Safeer’s man turned his boat, and rowed himself back to the ship without a word of farewell. I looked up at the red cliffs of the small, enclosed bay in which we had landed. The rocks were jagged, and stained by the birds that nested in their crannies. From where I stood the cliffs looked all but impassable, and I was worried that the tide was coming in. I would be fine – I couldn’t drown, at least not for a very long time – but the other three did not have my ability to survive in water. Palomina did not share my fears. She strode off towards the cliff-face, closely followed by Aglinda and Alisander.
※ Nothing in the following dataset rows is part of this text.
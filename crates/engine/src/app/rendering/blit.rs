/// Magenta marks transparent pixels in the character atlas.
pub const COLOR_KEY: [u8; 3] = [255, 0, 255];

/// Destination surface extent in pixels.
#[derive(Debug, Clone, Copy, PartialEq, Eq)]
pub struct Viewport {
    pub width: u32,
    pub height: u32,
}

/// Copies a rectangular region of `src` into `frame` at `(dst_x,
/// dst_y)`, both RGBA8 row-major. Rows and columns outside either
/// surface clip away instead of wrapping. With a color key, source
/// pixels whose RGB equals the key are skipped and the destination
/// shows through.
#[allow(clippy::too_many_arguments)]
pub(crate) fn blit_region(
    frame: &mut [u8],
    frame_width: u32,
    frame_height: u32,
    src: &[u8],
    src_width: u32,
    src_height: u32,
    src_x: u32,
    src_y: u32,
    region_width: u32,
    region_height: u32,
    dst_x: i32,
    dst_y: i32,
    color_key: Option<[u8; 3]>,
) {
    for row in 0..region_height {
        let sy = src_y + row;
        if sy >= src_height {
            break;
        }
        let fy = dst_y + row as i32;
        if fy < 0 {
            continue;
        }
        let fy = fy as u32;
        if fy >= frame_height {
            break;
        }
        for col in 0..region_width {
            let sx = src_x + col;
            if sx >= src_width {
                break;
            }
            let fx = dst_x + col as i32;
            if fx < 0 {
                continue;
            }
            let fx = fx as u32;
            if fx >= frame_width {
                break;
            }

            let src_index = (sy as usize * src_width as usize + sx as usize) * 4;
            let pixel = &src[src_index..src_index + 4];
            if let Some(key) = color_key {
                if pixel[..3] == key {
                    continue;
                }
            }
            let dst_index = (fy as usize * frame_width as usize + fx as usize) * 4;
            frame[dst_index..dst_index + 4].copy_from_slice(pixel);
        }
    }
}

/// Blits a whole source surface; the map surface scrolls through the
/// frame this way.
pub(crate) fn blit_rgba(
    frame: &mut [u8],
    frame_width: u32,
    frame_height: u32,
    src: &[u8],
    src_width: u32,
    src_height: u32,
    dst_x: i32,
    dst_y: i32,
) {
    blit_region(
        frame,
        frame_width,
        frame_height,
        src,
        src_width,
        src_height,
        0,
        0,
        src_width,
        src_height,
        dst_x,
        dst_y,
        None,
    );
}
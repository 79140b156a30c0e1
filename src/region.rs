//! Named geographic regions used for spatial subsetting.
//!
//! Regions are simple bounding boxes in the canonical -180..180 longitude
//! convention. A default set of continental-scale regions is built once at
//! process start; readers and tests can also construct isolated registries.

use once_cell::sync::Lazy;
use serde::{Deserialize, Serialize};
use std::collections::BTreeMap;

use crate::error::{AeroreadError, Result};

/// A named geographic bounding box.
///
/// `lat_range` and `lon_range` define the subsetting box; the `_plot`
/// ranges are slightly wider and only used by downstream plotting tools.
#[derive(Debug, Clone, PartialEq, Serialize, Deserialize)]
pub struct Region {
    /// Unique region id
    pub name: String,
    /// Latitude range (min, max), degrees north
    pub lat_range: (f64, f64),
    /// Longitude range (min, max), degrees east in -180..180
    pub lon_range: (f64, f64),
    /// Latitude range used for map display
    pub lat_range_plot: (f64, f64),
    /// Longitude range used for map display
    pub lon_range_plot: (f64, f64),
}

impl Region {
    /// Create a region with identical subset and plot ranges.
    pub fn new(name: &str, lat_range: (f64, f64), lon_range: (f64, f64)) -> Result<Self> {
        let region = Self {
            name: name.to_string(),
            lat_range,
            lon_range,
            lat_range_plot: lat_range,
            lon_range_plot: lon_range,
        };
        region.validate()?;
        Ok(region)
    }

    /// Check the axis ordering and longitude convention invariants.
    pub fn validate(&self) -> Result<()> {
        if self.lat_range.0 > self.lat_range.1 {
            return Err(AeroreadError::Config {
                message: format!(
                    "Region {}: latitude range min {} exceeds max {}",
                    self.name, self.lat_range.0, self.lat_range.1
                ),
            });
        }
        if self.lon_range.0 > self.lon_range.1 {
            return Err(AeroreadError::Config {
                message: format!(
                    "Region {}: longitude range min {} exceeds max {}",
                    self.name, self.lon_range.0, self.lon_range.1
                ),
            });
        }
        if self.lon_range.0 < -180.0 || self.lon_range.1 > 180.0 {
            return Err(AeroreadError::Config {
                message: format!(
                    "Region {}: longitude range {:?} outside -180..180",
                    self.name, self.lon_range
                ),
            });
        }
        if self.lat_range.0 < -90.0 || self.lat_range.1 > 90.0 {
            return Err(AeroreadError::Config {
                message: format!(
                    "Region {}: latitude range {:?} outside -90..90",
                    self.name, self.lat_range
                ),
            });
        }
        Ok(())
    }
}

/// Static table backing the default registry.
///
/// Ranges follow the AeroCom continental region definitions.
const DEFAULT_REGIONS: &[(&str, (f64, f64), (f64, f64))] = &[
    ("WORLD", (-90.0, 90.0), (-180.0, 180.0)),
    ("EUROPE", (40.0, 72.0), (-10.0, 40.0)),
    ("ASIA", (0.0, 72.0), (50.0, 150.0)),
    ("AUSTRALIA", (-50.0, -10.0), (110.0, 155.0)),
    ("CHINA", (20.0, 50.0), (90.0, 130.0)),
    ("INDIA", (5.0, 35.0), (65.0, 90.0)),
    ("NAFRICA", (0.0, 40.0), (-17.0, 50.0)),
    ("SAFRICA", (-35.0, 0.0), (10.0, 40.0)),
    ("NAMERICA", (20.0, 80.0), (-150.0, -45.0)),
    ("SAMERICA", (-60.0, 20.0), (-105.0, -30.0)),
];

static DEFAULT_REGISTRY: Lazy<RegionRegistry> = Lazy::new(|| {
    let mut registry = RegionRegistry::empty();
    for (name, lat_range, lon_range) in DEFAULT_REGIONS {
        let region =
            Region::new(name, *lat_range, *lon_range).expect("default region table is valid");
        registry.insert(region);
    }
    registry
});

/// An immutable-after-construction mapping from region id to [`Region`].
#[derive(Debug, Clone, Default, Serialize, Deserialize)]
pub struct RegionRegistry {
    regions: BTreeMap<String, Region>,
}

impl RegionRegistry {
    /// An empty registry, for tests and custom region sets.
    pub fn empty() -> Self {
        Self {
            regions: BTreeMap::new(),
        }
    }

    /// The process-wide default region set.
    pub fn default_set() -> &'static RegionRegistry {
        &DEFAULT_REGISTRY
    }

    /// Add or replace a region.
    pub fn insert(&mut self, region: Region) {
        self.regions.insert(region.name.clone(), region);
    }

    /// Look up a region by id.
    pub fn get(&self, name: &str) -> Result<&Region> {
        self.regions
            .get(name)
            .ok_or_else(|| AeroreadError::UnknownRegion {
                name: name.to_string(),
            })
    }

    /// All region ids in the registry, sorted.
    pub fn names(&self) -> Vec<&str> {
        self.regions.keys().map(String::as_str).collect()
    }

    /// Number of registered regions.
    pub fn len(&self) -> usize {
        self.regions.len()
    }

    /// Whether the registry holds no regions.
    pub fn is_empty(&self) -> bool {
        self.regions.is_empty()
    }

    /// Iterate over the registered regions in id order.
    pub fn iter(&self) -> impl Iterator<Item = &Region> {
        self.regions.values()
    }

    /// Import a whole registry from a JSON table of regions.
    pub fn from_json(json: &str) -> Result<Self> {
        let regions: Vec<Region> = serde_json::from_str(json)?;
        let mut registry = Self::empty();
        for region in regions {
            region.validate()?;
            registry.insert(region);
        }
        Ok(registry)
    }
}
The three of them disappeared behind a large rock, and moments later reappeared about ten feet up the side of the cliff, climbing easily.

‘Follow us, Drift,’ called Palomina. ‘There is a good path here, if you know how to find it.’

I went around the back of the rock, and sure enough found a wide but unmarked path up the red rocks.

‘Agravaine showed it to us,’ Aglinda told me when I caught up with them. ‘This is the bay he and his brothers use when they want to sneak off Orkney to the mainland.’

That information made me uncomfortable. Sir Gawain was one of Agravaine’s brothers, and he was also one of King Arthur’s most loyal knights. If Agravaine knew of the bay, then so did Gawain, and what was to stop the round table knights from watching the place?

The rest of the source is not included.